Mendelian Randomization Analysis of Circulating Adipokines and C-reactive Protein on Breast Cancer Risk

Menée à l'aide d'une méthode de randomisation mendélienne et des données d'une étude européenne d'association sur le génome entier portant sur 122 977 patientes atteintes d'un cancer du sein et sur 105 974 témoins, cette étude analyse la relation entre 6 adipokines (adiponectine, facteur de croissance des hépatocytes, interleukine-6, récepteur de la leptine, inhibiteur d'activateur du plasminogène-1, résistine) ou la protéine C-réactive et le risque de développer la maladie, en général et en fonction du statut des récepteurs à œstrogènes

Circulating adipokines and C-reactive protein have been linked to breast cancer risk in observational epidemiological studies. The causal nature of these associations is unclear because of the susceptibility of conventional observational designs to residual confounding, reverse causation, and other forms of bias. Mendelian randomization uses genetic variants as proxies for risk factors to strengthen causal inference in observational settings. We performed a Mendelian randomization analysis to evaluate the causal relevance of six previously reported circulating adipokines (adiponectin, hepatocyte growth factor, interleukin-6, leptin receptor, plasminogen activator inhibitor-1, resistin) and C-reactive protein in risk of overall and oestrogen receptor-stratified breast cancer in up to 122,977 cases and 105,974 controls of European ancestry.
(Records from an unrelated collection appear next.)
//! Data models for Helmsman entities.
//!
//! This module defines the core data structures:
//! - `Task` - Flat work items with a status and a scheduled time window
//! - `Epic` - Container items whose status and window are derived from subtasks
//! - `SubTask` - Work items owned by exactly one epic
//! - `Entity` - Any of the three, for heterogeneous views (history, schedule)

use chrono::{Duration, NaiveDateTime};
use serde::{Deserialize, Serialize};
use std::fmt;

/// Identifier for any tracked entity.
///
/// Ids are drawn from one monotonically increasing counter shared by tasks,
/// epics, and subtasks, and are never reused. `0` means "not yet assigned".
pub type EntityId = u64;

/// Task status in the workflow.
#[derive(Debug, Clone, Copy, Default, PartialEq, Eq, Hash, Serialize, Deserialize)]
#[serde(rename_all = "SCREAMING_SNAKE_CASE")]
pub enum TaskStatus {
    #[default]
    New,
    InProgress,
    Done,
}

impl fmt::Display for TaskStatus {
    fn fmt(&self, f: &mut fmt::Formatter<'_>) -> fmt::Result {
        let s = match self {
            TaskStatus::New => "NEW",
            TaskStatus::InProgress => "IN_PROGRESS",
            TaskStatus::Done => "DONE",
        };
        write!(f, "{}", s)
    }
}

impl std::str::FromStr for TaskStatus {
    type Err = String;

    fn from_str(s: &str) -> std::result::Result<Self, Self::Err> {
        match s {
            "NEW" => Ok(TaskStatus::New),
            "IN_PROGRESS" => Ok(TaskStatus::InProgress),
            "DONE" => Ok(TaskStatus::Done),
            _ => Err(format!("Unknown task status: {}", s)),
        }
    }
}

/// Serde helper encoding `chrono::Duration` as an integer count of minutes.
pub mod duration_minutes {
    use chrono::Duration;
    use serde::{Deserialize, Deserializer, Serializer};

    pub fn serialize<S>(value: &Duration, serializer: S) -> Result<S::Ok, S::Error>
    where
        S: Serializer,
    {
        serializer.serialize_i64(value.num_minutes())
    }

    pub fn deserialize<'de, D>(deserializer: D) -> Result<Duration, D::Error>
    where
        D: Deserializer<'de>,
    {
        let minutes = i64::deserialize(deserializer)?;
        Ok(Duration::minutes(minutes))
    }

    /// Variant for `Option<Duration>` fields.
    pub mod opt {
        use chrono::Duration;
        use serde::{Deserialize, Deserializer, Serializer};

        pub fn serialize<S>(value: &Option<Duration>, serializer: S) -> Result<S::Ok, S::Error>
        where
            S: Serializer,
        {
            match value {
                Some(d) => serializer.serialize_some(&d.num_minutes()),
                None => serializer.serialize_none(),
            }
        }

        pub fn deserialize<'de, D>(deserializer: D) -> Result<Option<Duration>, D::Error>
        where
            D: Deserializer<'de>,
        {
            let minutes = Option::<i64>::deserialize(deserializer)?;
            Ok(minutes.map(Duration::minutes))
        }
    }
}

/// A flat work item with a scheduled time window.
///
/// `end_time` is derived: it is recomputed the moment `duration` or
/// `start_time` changes, and cleared when `start_time` is cleared.
#[derive(Debug, Clone, Serialize, Deserialize)]
pub struct Task {
    /// Unique identifier, assigned once by the engine
    pub id: EntityId,

    /// Task name
    pub name: String,

    /// Detailed description
    pub description: String,

    /// Current status
    #[serde(default)]
    pub status: TaskStatus,

    /// Scheduled span, in whole minutes on the wire
    #[serde(with = "duration_minutes")]
    duration: Duration,

    /// Scheduled start
    #[serde(default)]
    start_time: Option<NaiveDateTime>,

    /// Derived end: `start_time + duration`
    #[serde(default)]
    end_time: Option<NaiveDateTime>,
}

impl Task {
    /// Create a new unscheduled task.
    pub fn new(name: impl Into<String>, description: impl Into<String>) -> Self {
        Self {
            id: 0,
            name: name.into(),
            description: description.into(),
            status: TaskStatus::default(),
            duration: Duration::zero(),
            start_time: None,
            end_time: None,
        }
    }

    /// Create a task with a schedule already set.
    pub fn scheduled(
        name: impl Into<String>,
        description: impl Into<String>,
        duration: Duration,
        start_time: NaiveDateTime,
    ) -> Self {
        let mut task = Self::new(name, description);
        task.set_duration(duration);
        task.set_start_time(Some(start_time));
        task
    }

    /// Scheduled span of this task.
    pub fn duration(&self) -> Duration {
        self.duration
    }

    /// Scheduled start, if set.
    pub fn start_time(&self) -> Option<NaiveDateTime> {
        self.start_time
    }

    /// Derived end of the time window, if scheduled.
    pub fn end_time(&self) -> Option<NaiveDateTime> {
        self.end_time
    }

    /// Set the span and recompute the end immediately.
    pub fn set_duration(&mut self, duration: Duration) {
        self.duration = duration;
        self.recompute_end();
    }

    /// Set or clear the start and recompute the end immediately.
    pub fn set_start_time(&mut self, start_time: Option<NaiveDateTime>) {
        self.start_time = start_time;
        self.recompute_end();
    }

    fn recompute_end(&mut self) {
        self.end_time = self.start_time.map(|start| start + self.duration);
    }
}

// Equality is by id alone.
impl PartialEq for Task {
    fn eq(&self, other: &Self) -> bool {
        self.id == other.id
    }
}

impl Eq for Task {}

/// A work item owned by exactly one epic.
///
/// The owning epic is fixed at creation and never reparented.
#[derive(Debug, Clone, Serialize, Deserialize)]
pub struct SubTask {
    /// The underlying task fields
    #[serde(flatten)]
    pub task: Task,

    /// Id of the owning epic
    epic_id: EntityId,
}

impl SubTask {
    /// Create a new unscheduled subtask under the given epic.
    pub fn new(
        name: impl Into<String>,
        description: impl Into<String>,
        epic_id: EntityId,
    ) -> Self {
        Self {
            task: Task::new(name, description),
            epic_id,
        }
    }

    /// Create a subtask with a schedule already set.
    pub fn scheduled(
        name: impl Into<String>,
        description: impl Into<String>,
        epic_id: EntityId,
        duration: Duration,
        start_time: NaiveDateTime,
    ) -> Self {
        Self {
            task: Task::scheduled(name, description, duration, start_time),
            epic_id,
        }
    }

    /// Id of the owning epic.
    pub fn epic_id(&self) -> EntityId {
        self.epic_id
    }

    /// Rebind to `epic_id`, consuming self.
    ///
    /// Crate-internal: the engine uses this to pin an updated subtask to its
    /// original parent, since subtasks are never reparented.
    pub(crate) fn with_epic_id(mut self, epic_id: EntityId) -> Self {
        self.epic_id = epic_id;
        self
    }
}

impl PartialEq for SubTask {
    fn eq(&self, other: &Self) -> bool {
        self.task.id == other.task.id
    }
}

impl Eq for SubTask {}

/// A container item whose status and time window are derived from its
/// subtasks.
///
/// Only `name` and `description` are externally mutable. The rollup fields
/// (`status`, `duration`, `start_time`, `end_time`) and the subtask list are
/// written exclusively by the engine, which recomputes them after every
/// structural change.
#[derive(Debug, Clone, Serialize, Deserialize)]
pub struct Epic {
    /// Unique identifier, assigned once by the engine
    pub id: EntityId,

    /// Epic name
    pub name: String,

    /// Detailed description
    pub description: String,

    /// Rollup status over the owned subtasks
    #[serde(default)]
    status: TaskStatus,

    /// Owned subtask ids, in creation order
    #[serde(default)]
    subtask_ids: Vec<EntityId>,

    /// Sum of subtask durations; unset with zero subtasks
    #[serde(with = "duration_minutes::opt", default)]
    duration: Option<Duration>,

    /// Earliest subtask start; unset with zero subtasks
    #[serde(default)]
    start_time: Option<NaiveDateTime>,

    /// Latest subtask end; unset with zero subtasks
    #[serde(default)]
    end_time: Option<NaiveDateTime>,
}

impl Epic {
    /// Create a new empty epic.
    pub fn new(name: impl Into<String>, description: impl Into<String>) -> Self {
        Self {
            id: 0,
            name: name.into(),
            description: description.into(),
            status: TaskStatus::default(),
            subtask_ids: Vec::new(),
            duration: None,
            start_time: None,
            end_time: None,
        }
    }

    /// Rollup status over the owned subtasks.
    pub fn status(&self) -> TaskStatus {
        self.status
    }

    /// Owned subtask ids, in creation order.
    pub fn subtask_ids(&self) -> &[EntityId] {
        &self.subtask_ids
    }

    /// Sum of subtask durations, if the epic has any subtasks.
    pub fn duration(&self) -> Option<Duration> {
        self.duration
    }

    /// Earliest subtask start, if the epic has any subtasks.
    pub fn start_time(&self) -> Option<NaiveDateTime> {
        self.start_time
    }

    /// Latest subtask end, if the epic has any subtasks.
    pub fn end_time(&self) -> Option<NaiveDateTime> {
        self.end_time
    }

    pub(crate) fn set_status(&mut self, status: TaskStatus) {
        self.status = status;
    }

    pub(crate) fn add_subtask_id(&mut self, id: EntityId) {
        self.subtask_ids.push(id);
    }

    pub(crate) fn remove_subtask_id(&mut self, id: EntityId) {
        self.subtask_ids.retain(|&sub| sub != id);
    }

    pub(crate) fn clear_subtask_ids(&mut self) {
        self.subtask_ids.clear();
    }

    /// Install or clear the derived time window in one step.
    pub(crate) fn set_window(
        &mut self,
        window: Option<(NaiveDateTime, NaiveDateTime, Duration)>,
    ) {
        match window {
            Some((start, end, duration)) => {
                self.start_time = Some(start);
                self.end_time = Some(end);
                self.duration = Some(duration);
            }
            None => {
                self.start_time = None;
                self.end_time = None;
                self.duration = None;
            }
        }
    }
}

impl PartialEq for Epic {
    fn eq(&self, other: &Self) -> bool {
        self.id == other.id
    }
}

impl Eq for Epic {}

/// Any tracked entity, for heterogeneous views such as the history and the
/// prioritized schedule.
#[derive(Debug, Clone, PartialEq, Eq, Serialize, Deserialize)]
#[serde(tag = "type")]
pub enum Entity {
    #[serde(rename = "TASK")]
    Task(Task),
    #[serde(rename = "EPIC")]
    Epic(Epic),
    #[serde(rename = "SUBTASK")]
    SubTask(SubTask),
}

impl Entity {
    /// Id of the wrapped entity.
    pub fn id(&self) -> EntityId {
        match self {
            Entity::Task(task) => task.id,
            Entity::Epic(epic) => epic.id,
            Entity::SubTask(subtask) => subtask.task.id,
        }
    }

    /// Name of the wrapped entity.
    pub fn name(&self) -> &str {
        match self {
            Entity::Task(task) => &task.name,
            Entity::Epic(epic) => &epic.name,
            Entity::SubTask(subtask) => &subtask.task.name,
        }
    }
}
Genetic instruments were constructed from single-nucleotide polymorphisms robustly (P < 5 x 10−8) associated with risk factors in genome-wide association studies. Colocalisation was performed as a sensitivity analysis to examine whether findings reflected shared causal variants or genomic confounding. In Mendelian randomization analyses, there was evidence for an association of hepatocyte growth factor with oestrogen receptor-negative cancer (OR per standard deviation increase: 1.17, 95% CI: 1.01–1.35; P = 0.035) but little evidence for associations of other adipokines or C-reactive protein with overall or oestrogen receptor-stratified breast cancer. Colocalisation analysis suggested that the association of hepatocyte growth factor with oestrogen receptor-negative breast cancer was unlikely to reflect a causal association. Collectively, these findings do not support an important aetiological role of various adipokines or C-reactive protein in overall or oestrogen receptor-specific breast cancer risk.